Mark Clairmont | MuskokaTODAY.com

MUSKOKA — Concerns about cottagers coming north and eating towns out of their house and home — and crowding hospitals with COVID-19 cases — are being expressed locally on national TV and in letters to the editor.

Should “seasonal residents” stay home and stay safe in the south?

Yes say many — including politicians, pundits, some public and local cognoscenti.

No ifs ands or buts says John Ibbitson, a Globe and Mail columnist and Sunday morning panellist on CBC.

He said so — again — last week when he cited his sister, Nola Ibbitson, who works the checkout at YIG in Gravenhurst, where presumably she has witnessed cottager carts brimming with groceries.

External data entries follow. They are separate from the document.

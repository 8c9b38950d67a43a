//! Customer and vendor name recovery.
//!
//! Name files carry little structure worth decoding, so names are taken from
//! the printable runs that survive a denylist and a few shape checks.

use crate::records::{reconcile, NameRecord};
use crate::scanner::{alpha_count, extract_strings, ScanStrategy};
use tracing::debug;

/// Noise tokens seen in customer files
pub const CUSTOMER_JUNK: &[&str] = &[
    "AirborneQ", "DupF", "Fv1b", "QC7P", "THx", "A1Ww", "ArvB", "DIXT",
];

/// Noise tokens seen in vendor files, including account labels stored there
pub const VENDOR_JUNK: &[&str] = &[
    "AirborneQ",
    "DupF",
    "Fv1b",
    "QC7P",
    "THx",
    "A1Ww",
    "Airborne'",
    "ArvB",
    "DIXT",
    "Employee",
    "Payment",
    "Supplies",
    "Cost",
    "Inventory",
];

/// Fragments that mark file names, extensions and report identifiers
const STRUCTURAL_FRAGMENTS: [&str; 4] = ["dat", "ptb", ".", "rpt"];

const MIN_NAME_LEN: usize = 4;
const MAX_RUN_LEN: usize = 50;
const MIN_NAME_ALPHA: usize = 3;

/// Which name list is being extracted
#[derive(Debug, Clone, Copy, PartialEq, Eq)]
pub enum NameKind {
    /// Customer names
    Customer,
    /// Vendor names
    Vendor,
}

impl NameKind {
    /// Record label, always rejected as a name
    pub fn label(&self) -> &'static str {
        match self {
            NameKind::Customer => "customer",
            NameKind::Vendor => "vendor",
        }
    }

    /// Built-in junk table for this kind
    pub fn default_junk(&self) -> &'static [&'static str] {
        match self {
            NameKind::Customer => CUSTOMER_JUNK,
            NameKind::Vendor => VENDOR_JUNK,
        }
    }
}

/// Denylist plus shape checks over printable runs
#[derive(Debug, Clone)]
pub struct NameFilter {
    kind: NameKind,
    junk: Vec<String>,
}

impl NameFilter {
    /// Creates a filter with the kind's built-in junk table
    pub fn new(kind: NameKind) -> Self {
        Self::with_junk(kind, kind.default_junk())
    }

    /// Creates a filter with a custom junk table
    pub fn with_junk<I, S>(kind: NameKind, junk: I) -> Self
    where
        I: IntoIterator<Item = S>,
        S: AsRef<str>,
    {
        let mut junk: Vec<String> = junk
            .into_iter()
            .map(|j| j.as_ref().to_lowercase())
            .filter(|j| !j.is_empty())
            .collect();
        junk.push(kind.label().to_string());
        Self { kind, junk }
    }

    /// Returns true if the token looks like a name
    pub fn accepts(&self, token: &str) -> bool {
        let name = token.trim();
        let lower = name.to_lowercase();

        if self.junk.iter().any(|j| lower.contains(j.as_str())) {
            return false;
        }

        name.len() >= MIN_NAME_LEN
            && name.chars().next().is_some_and(|c| c.is_ascii_uppercase())
            && alpha_count(name) >= MIN_NAME_ALPHA
            && !STRUCTURAL_FRAGMENTS.iter().any(|f| lower.contains(f))
    }

    /// Filters tokens and deduplicates survivors case-insensitively
    pub fn filter<'a>(&self, tokens: impl IntoIterator<Item = &'a str>) -> Vec<NameRecord> {
        reconcile(
            tokens
                .into_iter()
                .filter(|t| self.accepts(t))
                .map(|t| NameRecord::new(t.trim())),
        )
    }
}

impl ScanStrategy for NameFilter {
    type Record = NameRecord;

    fn name(&self) -> &'static str {
        "name-list"
    }

    fn scan(&self, data: &[u8]) -> Vec<NameRecord> {
        let names = self.filter(extract_strings(data, MIN_NAME_LEN, MAX_RUN_LEN).map(|t| t.text));
        debug!("Recovered {} {} names", names.len(), self.kind.label());
        names
    }
}

#[cfg(test)]
mod tests {
    use super::*;
    use pretty_assertions::assert_eq;

    fn names(records: &[NameRecord]) -> Vec<&str> {
        records.iter().map(|r| r.name.as_str()).collect()
    }

    #[test]
    fn test_filter_shape_rules() {
        let empty: [&str; 0] = [];
        let filter = NameFilter::with_junk(NameKind::Customer, empty);
        let kept = filter.filter(["Customer", "ABC Corp", "dat file", "XY"]);
        assert_eq!(names(&kept), vec!["ABC Corp"]);
    }

    #[test]
    fn test_structural_fragments() {
        let filter = NameFilter::new(NameKind::Customer);
        assert!(!filter.accepts("Backup.PTB"));
        assert!(!filter.accepts("DATA Systems"));
        assert!(!filter.accepts("Qrpt Holdings"));
        assert!(!filter.accepts("J. Smith"));
        assert!(filter.accepts("Jane Smith"));
    }

    #[test]
    fn test_shape_checks() {
        let filter = NameFilter::new(NameKind::Vendor);
        assert!(!filter.accepts("acme"));
        assert!(!filter.accepts("A1 2"));
        assert!(!filter.accepts("Abc"));
        assert!(!filter.accepts("1234 Main"));
        assert!(filter.accepts("Abcd"));
    }

    #[test]
    fn test_junk_is_case_insensitive_substring() {
        let filter = NameFilter::new(NameKind::Customer);
        assert!(!filter.accepts("XdixtY Holdings"));
        assert!(!filter.accepts("Airborneq Ltd"));
        assert!(!filter.accepts("New Customers"));
        // Vendor-only junk does not affect customers
        assert!(filter.accepts("Office Supplies Co"));
        assert!(!NameFilter::new(NameKind::Vendor).accepts("Office Supplies Co"));
    }

    #[test]
    fn test_dedup_first_wins_in_scan_order() {
        let filter = NameFilter::new(NameKind::Vendor);
        let kept = filter.filter(["Zeta Parts", "Acme Tools", "ZETA PARTS", "  Acme Tools  "]);
        assert_eq!(names(&kept), vec!["Zeta Parts", "Acme Tools"]);
    }

    #[test]
    fn test_scan_buffer() {
        let data = b"\x00\x00Harbor Freight\x00\x12THx9\x00Vendor List\x00harbor freight\x00Blue Ridge Supply Co\x00";
        let filter = NameFilter::with_junk(NameKind::Vendor, ["THx"]);
        assert_eq!(
            names(&filter.scan(data)),
            vec!["Harbor Freight", "Blue Ridge Supply Co"]
        );
    }
}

It’s a divisive issue, one being played out in local homes and discussed around the dinner table daily — if so quietly behind closed doors.

Don’t want to bite hands that feed so many.

But as we tell you every day in MuskokaTODAY.com there are two sides to every story.

Like a cottager donation today of $1 million to the Huntsville Hospital Foundation by Dani Reiss, president and CEO of Canada Goose and a seasonal resident in Huntsville/Lake of Bays.

A successful business person who is proud of his adopted community where he spends more time.

But writes Cindy Roberts, of Bowmanville, in a letter war recently waged on the pages of Canada’s largest city-circulation newspaper, The Toronto Star: “If you leave your Toronto home you are putting your rural community at risk”

She adds: “If you shop in that area you are taking away resources that are for the people who live there permanently.”

Au contraire mon ami, argues Brigette Nowak, of Toronto.

She says cottagers foot the local bills by paying more than half the taxes — so townies can have municipal staffs, recreational facilities and snowplowing.

“If cottage country wants our property taxes, they get the taxpayer, too.”

To be continued — this summer.

Cindy Roberts says staying home means staying away from the cottage: “People are dying.”
Brigette Nowak says Muskokans can’t have her cake and eat it too.